This German biotech company has developed coronavirus test kits with 4 million tests since the outbreak began
TIB Molbiol Syntheselabor GmbH is a technology company you probably never heard of. Since 1990, Tib Molbiol, a Berlin, Germany-based biotech company that has developed tests for ailments ranging from swine flu to SARS. The company has been providing custom synthesis of oligonucleotides to a growing number of customers worldwide. Its products are used in the fields of life science research, medical diagnostics, product quality assessment and environmental analysis. Dr. Olfert Landt is the founder of TIB MOLBIOL. He has been providing custom oligonucleotides to a growing number of customers worldwide. He has graduated from Freie Universität Berlin, Germany.
When coronavirus started in Whuan China late last year, Dr. Landt watched the news reports of a strange disease spreading in China. He sensed an opportunity and decided something has to be done to quickly find a way to detect the virus before it got worse. “Dr. Olfert spent the next few days quizzing virologists at Berlin’s Charité hospital and scouring the internet for more information on what soon became known as the novel coronavirus, and by Jan. 10 he’d introduced a viable test kit,” according to a Bloomberg reporter who first shared the success story.

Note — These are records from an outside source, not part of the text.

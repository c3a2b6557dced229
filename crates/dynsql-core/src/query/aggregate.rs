use crate::dialect::Dialect;
use derive_more::Display;

///
/// AggFunction
///

#[derive(Clone, Copy, Debug, Display, Eq, Hash, PartialEq)]
#[remain::sorted]
pub enum AggFunction {
    Avg,
    Count,
    CountDistinct,
    JsonArrayAgg,
    JsonArrayAggDistinct,
    ListAgg,
    ListAggDistinct,
    Max,
    Min,
    /// Plain column; becomes a GROUP BY key.
    None,
    Sum,
}

impl AggFunction {
    /// Select expression for an already-qualified column.
    #[must_use]
    pub fn to_select_column(self, column: &str, dialect: Dialect) -> String {
        match self {
            Self::None => column.to_string(),
            Self::Count => format!("COUNT({column})"),
            Self::Sum => format!("SUM({column})"),
            Self::Avg => format!("AVG({column})"),
            Self::Max => format!("MAX({column})"),
            Self::Min => format!("MIN({column})"),
            Self::CountDistinct => format!("COUNT(DISTINCT {column})"),
            Self::ListAgg => dialect.list_agg(column, false),
            Self::ListAggDistinct => dialect.list_agg(column, true),
            Self::JsonArrayAgg => dialect.json_array_agg(column, false),
            Self::JsonArrayAggDistinct => dialect.json_array_agg(column, true),
        }
    }

    #[must_use]
    pub const fn is_group_key(self) -> bool {
        matches!(self, Self::None)
    }
}

///
/// AggSelectItem
///

#[derive(Clone, Debug, PartialEq)]
pub struct AggSelectItem {
    /// Field path, or `*` / `1` for row counts.
    pub field: String,
    pub function: AggFunction,
    /// Result column name; defaults to the field path.
    pub alias: Option<String>,
    /// Group-key expression over `$COL`, used with `AggFunction::None`.
    pub custom_function: Option<String>,
}

impl AggSelectItem {
    #[must_use]
    pub fn new(field: impl Into<String>, function: AggFunction) -> Self {
        Self {
            field: field.into(),
            function,
            alias: None,
            custom_function: None,
        }
    }

    #[must_use]
    pub fn group_by(field: impl Into<String>) -> Self {
        Self::new(field, AggFunction::None)
    }

    #[must_use]
    pub fn count_all() -> Self {
        Self::new("*", AggFunction::Count).with_alias("count")
    }

    #[must_use]
    pub fn with_alias(mut self, alias: impl Into<String>) -> Self {
        self.alias = Some(alias.into());
        self
    }

    #[must_use]
    pub fn with_custom_function(mut self, template: impl Into<String>) -> Self {
        self.custom_function = Some(template.into());
        self
    }

    /// Row count over every row rather than a column.
    #[must_use]
    pub fn is_row_count(&self) -> bool {
        self.function == AggFunction::Count && (self.field == "*" || self.field == "1")
    }

    #[must_use]
    pub fn result_name(&self) -> &str {
        self.alias.as_deref().unwrap_or(&self.field)
    }
}

///
/// TESTS
///
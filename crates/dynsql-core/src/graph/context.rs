use crate::{
    condition::Condition,
    dialect::Dialect,
    error::QueryError,
    model::{DELETE_FLAG_FIELD, Field, Model, ModelProvider},
    permission::{Permission, PermissionProvider},
};

///
/// Catalog
///
/// Read-only inputs shared by every node of one compile call.
///

#[derive(Clone, Copy)]
pub(crate) struct Catalog<'a> {
    pub models: &'a dyn ModelProvider,
    pub permissions: &'a dyn PermissionProvider,
    pub dialect: Dialect,
}

impl<'a> Catalog<'a> {
    pub fn context(&self, model: &str) -> Result<ModelContext<'a>, QueryError> {
        let models = self.models;
        let model = models
            .model(model)
            .ok_or_else(|| QueryError::UnknownModel(model.to_string()))?;

        Ok(self.context_for(model))
    }

    pub fn context_for(&self, model: &'a Model) -> ModelContext<'a> {
        let permissions = self.permissions;

        ModelContext {
            model,
            permission: permissions.permission(&model.name),
        }
    }
}

///
/// ModelContext
///
/// A model paired with the caller's permission for it.
///

#[derive(Clone, Copy, Debug)]
pub(crate) struct ModelContext<'a> {
    pub model: &'a Model,
    pub permission: Option<&'a Permission>,
}

impl<'a> ModelContext<'a> {
    #[must_use]
    pub fn name(&self) -> &'a str {
        &self.model.name
    }

    /// Primary-key fields are always permitted.
    #[must_use]
    pub fn is_permitted(&self, field: &str) -> bool {
        self.model.is_primary_key(field) || self.permission.is_none_or(|p| p.allows(field))
    }

    /// Look up a field, enforcing the allow-list when `checked`.
    pub fn field(&self, name: &str, checked: bool) -> Result<&'a Field, QueryError> {
        let model = self.model;
        let field = model
            .field(name)
            .ok_or_else(|| QueryError::field(&model.name, name, "does not exist"))?;

        if checked && !self.is_permitted(name) {
            return Err(QueryError::field(&model.name, name, "is not permitted"));
        }

        Ok(field)
    }

    pub fn permitted_fields(&self) -> impl Iterator<Item = &'a Field> + '_ {
        let model = self.model;
        model.fields.iter().filter(|f| self.is_permitted(&f.name))
    }

    /// Soft-delete and data-rights predicate applied to every read of this
    /// model.
    #[must_use]
    pub fn additional_condition(&self, ignore_soft_delete: bool) -> Option<Condition> {
        let soft_delete = (!ignore_soft_delete && self.model.is_soft_delete())
            .then(soft_delete_condition);
        let data_rights = self.permission.and_then(|p| p.data_rights.clone());

        Condition::and_optional(soft_delete, data_rights)
    }
}

/// `delete_flag = false`
#[must_use]
pub(crate) fn soft_delete_condition() -> Condition {
    Condition::eq(DELETE_FLAG_FIELD, false)
}
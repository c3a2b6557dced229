use crate::{
    condition::{Condition, and_fragments, replace_placeholders},
    error::QueryError,
    graph::{
        JoinGraph, Link, NodeId, QueryNode, SelectColumn, Selection, Target,
        resolve::{NodeResolver, SubqueryResolver},
    },
    model::{DELETE_FLAG_FIELD, FieldKind},
    query::{AggSelectItem, CustomSelectField, Join, OrderItem},
    resolver::FieldResolver,
    statement::{ParamBag, value_path},
};

impl<'a> JoinGraph<'a> {
    /// Qualified column for `path`, resolved from `from`.
    pub fn column(&self, from: NodeId, path: &str, checked: bool) -> Result<String, QueryError> {
        let (id, target) = self.find(from, path, checked)?;
        let node = self.node(id);

        match target {
            Target::Field(field) => match &field.kind {
                FieldKind::Basic(basic) => Ok(format!("{}.{}", node.alias(), basic.column)),
                FieldKind::Group(_) => Err(QueryError::field(
                    node.ctx.name(),
                    path,
                    "group field needs a sub-field",
                )),
                FieldKind::ToOne(_) | FieldKind::ToMany(_) => Err(QueryError::field(
                    self.node(from).ctx.name(),
                    path,
                    "relationship cannot be used as a column",
                )),
            },
            Target::SubField(_, sub) => Ok(format!("{}.{}", node.alias(), sub.column)),
            Target::Wildcard | Target::GroupWildcard(_) => Err(QueryError::field(
                node.ctx.name(),
                path,
                "wildcard cannot be used as a column",
            )),
        }
    }

    /// Equality pairs between a node and its parent. To-one pairs the
    /// node's key with the parent's local columns; to-many pairs the node's
    /// columns with the parent's key.
    pub fn link_predicate(&self, node: &QueryNode<'a>) -> Result<String, QueryError> {
        let Some(link) = &node.link else {
            return Err(QueryError::join_field(node.ctx.name(), "", "root node has no join"));
        };
        let child = node.ctx.model;
        let parent = link.parent_model;

        let (child_fields, parent_fields) = match &link.field.kind {
            FieldKind::ToOne(rel) => (child.primary_key_fields()?, parent.basic_fields(&rel.join_fields)?),
            FieldKind::ToMany(rel) => (child.basic_fields(&rel.join_fields)?, parent.primary_key_fields()?),
            FieldKind::Basic(_) | FieldKind::Group(_) => {
                return Err(QueryError::join_field(&parent.name, &link.field.name, "is not a relationship"));
            }
        };

        if child_fields.is_empty() || child_fields.len() != parent_fields.len() {
            return Err(QueryError::join_field(
                &parent.name,
                &link.field.name,
                format!(
                    "join columns do not pair up ({} on {}, {} on {})",
                    child_fields.len(),
                    child.name,
                    parent_fields.len(),
                    parent.name
                ),
            ));
        }

        let alias = node.alias();
        let pairs = child_fields
            .iter()
            .zip(&parent_fields)
            .map(|(c, p)| format!("{alias}.{} = {}.{}", c.column, link.parent_alias, p.column))
            .collect::<Vec<_>>();

        Ok(pairs.join(" AND "))
    }

    /// JOIN clauses for every descendant of `node`, depth first.
    pub fn joins_sql(&self, node: NodeId, params: &mut ParamBag) -> Result<String, QueryError> {
        let mut sql = String::new();
        for &child in &self.node(node).children {
            sql.push_str(&self.join_clause(child, params)?);
            sql.push_str(&self.joins_sql(child, params)?);
        }

        Ok(sql)
    }

    fn join_clause(&self, id: NodeId, params: &mut ParamBag) -> Result<String, QueryError> {
        let node = self.node(id);
        let join_type = node.join.as_ref().map(|j| j.join_type).unwrap_or_default();
        let on = self.link_predicate(node)?;
        let condition = node.join.as_ref().and_then(|j| j.condition.as_ref());
        let extra = self.where_sql(id, &join_prefix(node), condition, true, params)?;

        let mut sql = format!(
            " {join_type} JOIN {} AS {} ON {on}",
            node.ctx.model.schema_and_table(),
            node.alias()
        );
        if !extra.is_empty() {
            sql.push_str(" AND ");
            sql.push_str(&extra);
        }

        Ok(sql)
    }

    /// The node's soft-delete and data-rights predicate under `<prefix>0`
    /// (allow-list bypassed) AND `condition` under `<prefix>1`.
    pub fn where_sql(
        &self,
        id: NodeId,
        prefix: &str,
        condition: Option<&Condition>,
        with_additional: bool,
        params: &mut ParamBag,
    ) -> Result<String, QueryError> {
        let node = self.node(id);
        let dialect = self.catalog.dialect;

        let additional = match node.ctx.additional_condition(node.ignore_soft_delete) {
            Some(c) if with_additional => {
                let resolver = NodeResolver::new(self, id, false);
                c.sql(&format!("{prefix}0"), Some(&resolver), dialect, params)?
            }
            _ => String::new(),
        };
        let user = match condition {
            Some(c) => {
                let resolver = NodeResolver::new(self, id, true);
                c.sql(&format!("{prefix}1"), Some(&resolver), dialect, params)?
            }
            None => String::new(),
        };

        Ok(and_fragments(&[additional, user]))
    }

    /// Correlated `SELECT 1 ...` over the relationship at `path`, plus a
    /// resolver owning the subquery's graph.
    pub fn exists_sql(
        &self,
        from: NodeId,
        path: &str,
        joins: &[Join],
        inner_fields: &[String],
        checked: bool,
        params: &mut ParamBag,
    ) -> Result<(String, SubqueryResolver<'a>), QueryError> {
        let (owner, name) = match path.rsplit_once('.') {
            Some((prefix, name)) => {
                let (node, target) = self.find(from, prefix, checked)?;
                if !matches!(target, Target::Field(f) if f.is_relation()) {
                    return Err(QueryError::field(
                        self.node(from).ctx.name(),
                        prefix,
                        format!("is not a relationship; cannot resolve '{path}'"),
                    ));
                }
                (node, name)
            }
            None => (from, path),
        };

        let owner_node = self.node(owner);
        let field = owner_node.ctx.field(name, checked)?;
        if !field.is_relation() {
            return Err(QueryError::field(
                owner_node.ctx.name(),
                name,
                "exists requires a relationship field",
            ));
        }
        let link = Link {
            field,
            parent_alias: owner_node.alias(),
            parent_model: owner_node.ctx.model,
        };

        let mut graph = JoinGraph::transient(self.catalog, self.counter, link)?;
        graph.add_joins(joins)?;
        graph.add_paths(inner_fields, checked)?;
        graph.add_additional_paths()?;

        let root = graph.root();
        let predicate = graph.link_predicate(root)?;
        let table = root.ctx.model.schema_and_table();
        let alias = root.alias();
        let prefix = join_prefix(root);
        let joins_sql = graph.joins_sql(NodeId::ROOT, params)?;
        let extra = graph.where_sql(NodeId::ROOT, &prefix, None, true, params)?;

        let mut sql = format!("SELECT 1 FROM {table} AS {alias}{joins_sql} WHERE {predicate}");
        if !extra.is_empty() {
            sql.push_str(" AND ");
            sql.push_str(&extra);
        }

        Ok((sql, SubqueryResolver::new(graph, checked)))
    }

    /// Selected columns in model declaration order, children after their
    /// parent in creation order.
    pub fn select_columns(&self, nested: bool) -> Vec<SelectColumn> {
        self.node_columns(NodeId::ROOT, "", nested)
    }

    fn node_columns(&self, id: NodeId, prefix: &str, nested: bool) -> Vec<SelectColumn> {
        let node = self.node(id);
        let alias = node.alias();
        let model = node.ctx.model;
        let mut columns = Vec::new();

        for field in &model.fields {
            let Some(selection) = node.selected.get(&field.name) else {
                continue;
            };
            if field.name == DELETE_FLAG_FIELD && !node.ignore_soft_delete {
                continue;
            }

            match &field.kind {
                FieldKind::Basic(basic) => columns.push(SelectColumn::Column {
                    sql: format!("{alias}.{}", basic.column),
                    property: format!("{prefix}{}", field.name),
                    id: model.is_primary_key(&field.name),
                    group_by: false,
                }),
                FieldKind::Group(group) => {
                    for sub in &group.fields {
                        let chosen = match selection {
                            Selection::Whole => true,
                            Selection::SubFields(subs) => subs.contains(&sub.name),
                        };
                        if chosen {
                            columns.push(SelectColumn::column(
                                format!("{alias}.{}", sub.column),
                                format!("{prefix}{}.{}", field.name, sub.name),
                            ));
                        }
                    }
                }
                FieldKind::ToOne(_) | FieldKind::ToMany(_) => {}
            }
        }

        for &child in &node.children {
            let Some(link) = &self.node(child).link else {
                continue;
            };
            let property = format!("{prefix}{}", link.field.name);
            let child_columns = self.node_columns(child, &format!("{property}."), nested);
            if child_columns.is_empty() {
                continue;
            }

            if !nested {
                columns.extend(child_columns);
            } else if link.field.is_to_many() {
                columns.push(SelectColumn::Collection {
                    property,
                    columns: child_columns,
                });
            } else {
                columns.push(SelectColumn::Association {
                    property,
                    columns: child_columns,
                });
            }
        }

        columns
    }

    /// Computed select columns, values bound under `select[i]`.
    pub fn custom_columns(
        &self,
        fields: &[CustomSelectField],
        params: &mut ParamBag,
    ) -> Result<Vec<SelectColumn>, QueryError> {
        let resolver = NodeResolver::new(self, NodeId::ROOT, true);
        let mut columns = Vec::with_capacity(fields.len());

        for (i, field) in fields.iter().enumerate() {
            let expr = format!("select[{i}]");
            let sql = replace_placeholders(&expr, Some(&resolver), &field.sql_template, &field.fields)?;
            if let Some(value) = &field.value {
                params.bind(value_path(&expr), value.clone());
            }
            columns.push(SelectColumn::column(sql, field.name.clone()));
        }

        Ok(columns)
    }

    pub fn aggregate_columns(&self, items: &[AggSelectItem]) -> Result<Vec<SelectColumn>, QueryError> {
        let resolver = NodeResolver::new(self, NodeId::ROOT, true);
        let dialect = self.catalog.dialect;

        items
            .iter()
            .map(|item| {
                if item.is_row_count() {
                    return Ok(SelectColumn::column("COUNT(*)", item.result_name()));
                }
                let column = resolver.convert_column(&item.field)?;
                let group_by = item.function.is_group_key();
                let sql = match &item.custom_function {
                    Some(template) if group_by => template.replace("$COL", &column),
                    _ => item.function.to_select_column(&column, dialect),
                };

                Ok(SelectColumn::Column {
                    sql,
                    property: item.result_name().to_string(),
                    id: false,
                    group_by,
                })
            })
            .collect()
    }

    /// `ORDER BY` body; function values bound under `o<i>`.
    pub fn order_by_sql(&self, items: &[OrderItem], params: &mut ParamBag) -> Result<String, QueryError> {
        let resolver = NodeResolver::new(self, NodeId::ROOT, true);
        let mut parts = Vec::with_capacity(items.len());

        for (i, item) in items.iter().enumerate() {
            let expr = format!("o{i}");
            let sql = match (&item.function_template, &item.field) {
                (Some(template), field) => {
                    let fields = field.iter().cloned().collect::<Vec<_>>();
                    let sql = replace_placeholders(&expr, Some(&resolver), template, &fields)?;
                    if let Some(value) = &item.function_value {
                        params.bind(value_path(&expr), value.clone());
                    }
                    sql
                }
                (None, Some(field)) => resolver.convert_column(field)?,
                (None, None) => continue,
            };

            if item.asc {
                parts.push(sql);
            } else {
                parts.push(format!("{sql} DESC"));
            }
        }

        Ok(parts.join(", "))
    }
}

/// Parameter namespace of a node's ON / subquery predicate.
fn join_prefix(node: &QueryNode<'_>) -> String {
    format!("j{}", node.alias_index)
}
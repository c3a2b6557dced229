use crate::dialect::Dialect;
use serde::Serialize;

///
/// SelectColumn
///
/// Select-list entry. Leaf columns always carry the full dotted property,
/// so the rendered SQL is the same whether or not relationship columns are
/// grouped.
///

#[derive(Clone, Debug, Eq, PartialEq, Serialize)]
#[serde(tag = "kind", rename_all = "snake_case")]
pub enum SelectColumn {
    Column {
        sql: String,
        property: String,
        id: bool,
        group_by: bool,
    },
    /// Columns of a to-one relationship.
    Association {
        property: String,
        columns: Vec<Self>,
    },
    /// Columns of a to-many relationship.
    Collection {
        property: String,
        columns: Vec<Self>,
    },
}

impl SelectColumn {
    #[must_use]
    pub fn column(sql: impl Into<String>, property: impl Into<String>) -> Self {
        Self::Column {
            sql: sql.into(),
            property: property.into(),
            id: false,
            group_by: false,
        }
    }

    #[must_use]
    pub fn property(&self) -> &str {
        match self {
            Self::Column { property, .. }
            | Self::Association { property, .. }
            | Self::Collection { property, .. } => property,
        }
    }

    /// Leaf columns in select order.
    #[must_use]
    pub fn leaves(columns: &[Self]) -> Vec<&Self> {
        let mut out = Vec::new();
        collect_leaves(columns, &mut out);
        out
    }

    /// SQL of every leaf flagged as a grouping key.
    #[must_use]
    pub fn group_by_sql(columns: &[Self]) -> Vec<&str> {
        Self::leaves(columns)
            .into_iter()
            .filter_map(|c| match c {
                Self::Column {
                    sql, group_by: true, ..
                } => Some(sql.as_str()),
                _ => None,
            })
            .collect()
    }
}

fn collect_leaves<'c>(columns: &'c [SelectColumn], out: &mut Vec<&'c SelectColumn>) {
    for column in columns {
        match column {
            SelectColumn::Column { .. } => out.push(column),
            SelectColumn::Association { columns, .. } | SelectColumn::Collection { columns, .. } => {
                collect_leaves(columns, out);
            }
        }
    }
}

/// `sql AS "property", ...`, or `*` when nothing is selected.
#[must_use]
pub fn render_select_list(columns: &[SelectColumn], dialect: Dialect) -> String {
    let rendered = SelectColumn::leaves(columns)
        .into_iter()
        .filter_map(|c| match c {
            SelectColumn::Column { sql, property, .. } => {
                Some(format!("{sql} AS {}", dialect.quote_alias(property)))
            }
            _ => None,
        })
        .collect::<Vec<_>>();

    if rendered.is_empty() {
        "*".to_string()
    } else {
        rendered.join(", ")
    }
}

///
/// TESTS
///
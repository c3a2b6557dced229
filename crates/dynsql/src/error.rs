use derive_more::Display;
use dynsql_core::error::{ErrorOrigin as CoreErrorOrigin, QueryError};
use serde::{Deserialize, Serialize};
use thiserror::Error as ThisError;

///
/// Error
/// Public error type with a stable kind + origin taxonomy.
///

#[derive(Clone, Debug, Deserialize, Eq, PartialEq, Serialize, ThisError)]
#[error("{message}")]
pub struct Error {
    pub kind: ErrorKind,
    pub origin: ErrorOrigin,
    pub message: String,
}

impl Error {
    pub fn new(kind: ErrorKind, origin: ErrorOrigin, message: impl Into<String>) -> Self {
        Self {
            kind,
            origin,
            message: message.into(),
        }
    }
}

impl From<QueryError> for Error {
    fn from(err: QueryError) -> Self {
        let kind = match &err {
            QueryError::FieldParameter { .. } | QueryError::UnknownModel(_) => {
                ErrorKind::Compile(CompileErrorKind::InvalidField)
            }
            QueryError::ConditionParameter(_) => {
                ErrorKind::Compile(CompileErrorKind::InvalidCondition)
            }
            QueryError::JoinField { .. } | QueryError::Join { .. } => {
                ErrorKind::Compile(CompileErrorKind::InvalidJoin)
            }
            QueryError::RecursiveField { .. } => {
                ErrorKind::Compile(CompileErrorKind::NotHierarchical)
            }
            QueryError::UnsupportedOperation { .. } => {
                ErrorKind::Compile(CompileErrorKind::Unsupported)
            }
            QueryError::Config(_) => ErrorKind::Config,
        };

        Self::new(kind, err.origin().into(), err.to_string())
    }
}

///
/// ErrorKind
/// Public error taxonomy for callers.
///

#[derive(Clone, Debug, Deserialize, Eq, PartialEq, Serialize)]
pub enum ErrorKind {
    Compile(CompileErrorKind),

    /// Engine settings could not be read.
    Config,
}

///
/// CompileErrorKind
///

#[derive(Clone, Debug, Deserialize, Eq, PartialEq, Serialize)]
pub enum CompileErrorKind {
    /// Unknown, unpermitted or malformed field path.
    InvalidField,

    /// Condition value or shape cannot be rendered.
    InvalidCondition,

    /// Relationship metadata cannot produce a join.
    InvalidJoin,

    /// Recursive request over a model without a self-reference.
    NotHierarchical,

    /// The dialect has no syntax for the requested feature.
    Unsupported,
}

///
/// ErrorOrigin
/// Compiler stage that raised the error.
///

#[derive(Clone, Copy, Debug, Deserialize, Display, Eq, PartialEq, Serialize)]
pub enum ErrorOrigin {
    Condition,
    Config,
    JoinGraph,
    Recursive,
}

impl From<CoreErrorOrigin> for ErrorOrigin {
    fn from(origin: CoreErrorOrigin) -> Self {
        match origin {
            CoreErrorOrigin::Condition => Self::Condition,
            CoreErrorOrigin::Config => Self::Config,
            CoreErrorOrigin::JoinGraph => Self::JoinGraph,
            CoreErrorOrigin::Recursive => Self::Recursive,
        }
    }
}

His phone hasn’t stopped ringing since. “Everyone here is putting in 12- to 14-hour shifts,” Dr. Landt says. “We’re nearing our limit.” In the past two months alone, Dr. Landt and his team have produced 40,000 coronavirus diagnostic kits, enough for about 4 million individual tests. Tib Molbiol, known to be one of the first suppliers of synthetic DNA in Europe, “has reoriented its business toward coronavirus, running its machines through the night and on weekends to make the kits, which sell for about €160 ($180) apiece.”
Now orders are beginning to pour in from around the world including the World Health Organization, national health authorities, and laboratories in some 60 countries. Tib Molbiol’s revenue in February tripled from the same month in 2019.
TIB, which last year generated €18 million in sales, is one of about a score of test-kit producers worldwide. Companies such as LGC Biosearch Technologies in Britain, Spain’s CerTest Biotec, and Seoul-based Seegene Inc. are seeing an explosion in demand as authorities seek to slow the virus’s spread. South Korea has tested more than 210,000 people and Italy more than 60,000. Efforts in the U.S. got off to a rocky start when a diagnostic tool from the Centers for Disease Control and Prevention proved to be flawed. The U.S. has since changed the test and taken steps to expand availability, but the CDC has warned kits won’t be ready in the numbers promised by the Trump administration.
In 1998 Boehringer Mannheim (now Roche) introduced the LightCycler® Real-Time PCR Instrument. Based on the novel detection format of HybProbes and an innovative thermal cycling technology, the instrument revolutionized Real-Time PCR not only by speeding up the process but also by the versatility of possible experimental applications. TIB Molbiol embraced the new chemistry of HybProbes and embarked with Boehringer Mannheim in a mutual effort to increase the application scope and attractiveness of the instrument.